As I scouted for a place to eat, I saw Western style places luring tourists and Vietnamese style places that offered their customers child-sized plastic outdoor seats, which seemed to be the local favorite. There were overpriced coffee shops, nature food stores, and places to buy north-face jackets, which although they seemed out of place, were probably manufactured not far from there. Finally, I made a loop, nervously crossed a few streets through whizzing motorbike traffic, and found a Vietnamese style place with adult sized seats.
I ordered a beer and a steaming bowl of noodles. (I am not sure they cook anything else). Sweating and nose dripping, I pondered the locals who ran the restaurant. Certainly they see Western tourists often, but I wondered how often they saw women traveling alone. My guide book assured me that many women travel alone through Vietnam every year and enjoy relative freedoms. Most Vietnamese women work and are bound by less social constraints than other developing countries. Even still it is a new concept to me, and I pondered the adventures I would have over the next month.
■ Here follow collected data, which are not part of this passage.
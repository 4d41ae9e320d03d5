use async_trait::async_trait;
use folio_shared::{KeyValueStore, StoreError};
use sea_query::{Expr, ExprTrait, OnConflict, Query, SqliteQueryBuilder};
use sea_query_sqlx::SqlxBinder;
use sqlx::SqlitePool;
use time::OffsetDateTime;

use crate::table::KvStore;

/// [`KeyValueStore`] persisted in the `kv_store` table.
#[derive(Clone)]
pub struct SqliteStore {
    pool: SqlitePool,
}

impl SqliteStore {
    pub fn new(pool: SqlitePool) -> Self {
        Self { pool }
    }
}

fn backend(err: sqlx::Error) -> StoreError {
    match err {
        sqlx::Error::PoolClosed | sqlx::Error::PoolTimedOut => StoreError::Unavailable,
        err => StoreError::Backend(err.to_string()),
    }
}

#[async_trait]
impl KeyValueStore for SqliteStore {
    async fn get(&self, key: &str) -> Result<Option<String>, StoreError> {
        let statement = Query::select()
            .column(KvStore::Value)
            .from(KvStore::Table)
            .and_where(Expr::col(KvStore::Key).eq(key))
            .limit(1)
            .to_owned();

        let (sql, values) = statement.build_sqlx(SqliteQueryBuilder);

        let row = sqlx::query_as_with::<_, (String,), _>(&sql, values)
            .fetch_optional(&self.pool)
            .await
            .map_err(backend)?;

        Ok(row.map(|(value,)| value))
    }

    async fn set(&self, key: &str, value: &str) -> Result<(), StoreError> {
        let now = OffsetDateTime::now_utc().unix_timestamp();
        let statement = Query::insert()
            .into_table(KvStore::Table)
            .columns([KvStore::Key, KvStore::Value, KvStore::UpdatedAt])
            .values_panic([key.into(), value.into(), now.into()])
            .on_conflict(
                OnConflict::column(KvStore::Key)
                    .update_columns([KvStore::Value, KvStore::UpdatedAt])
                    .to_owned(),
            )
            .to_owned();

        let (sql, values) = statement.build_sqlx(SqliteQueryBuilder);
        sqlx::query_with(&sql, values)
            .execute(&self.pool)
            .await
            .map_err(backend)?;

        Ok(())
    }

    async fn remove(&self, key: &str) -> Result<(), StoreError> {
        let statement = Query::delete()
            .from_table(KvStore::Table)
            .and_where(Expr::col(KvStore::Key).eq(key))
            .to_owned();

        let (sql, values) = statement.build_sqlx(SqliteQueryBuilder);
        sqlx::query_with(&sql, values)
            .execute(&self.pool)
            .await
            .map_err(backend)?;

        Ok(())
    }
}
use axum::{
    body::Body,
    http::{HeaderValue, Request, Response, header},
    middleware::Next,
};

/// Embedded assets are cached for a year, everything else is never cached
/// since pages carry per visitor state.
pub async fn cache_control_middleware(req: Request<Body>, next: Next) -> Response<Body> {
    let is_static_file = req.uri().path().starts_with("/static/");
    let mut response = next.run(req).await;

    let headers = response.headers_mut();

    if is_static_file {
        headers.insert(
            header::CACHE_CONTROL,
            HeaderValue::from_static("public, max-age=31536000, immutable"),
        );
    } else {
        headers.insert(
            header::CACHE_CONTROL,
            HeaderValue::from_static("no-store, no-cache, must-revalidate, proxy-revalidate"),
        );
        headers.insert(header::PRAGMA, HeaderValue::from_static("no-cache"));
        headers.insert(header::EXPIRES, HeaderValue::from_static("0"));
    }

    response
}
Wandering back through the park, I sat to watch the children throwing flashing multicolored disks in the air. Their parents were scattered on the outskirts of the square at the edge of one of the largest traffic circles in Saigon. I assumed or hoped anyway, that they were acting as a human wall to separate the children from the traffic. As I looked around at what seemed to be a Vietnamese version of Times Square, with the lights of giant billboards, the laughing of the children, drowned out by the buzzing vehicles, for the first time I seemed to disappear. The darkness hid my obvious Western identity, and just for an instant I was an observer of a Saigon moment. Suddenly, I realized not only would I survive traveling alone, I might even enjoy it.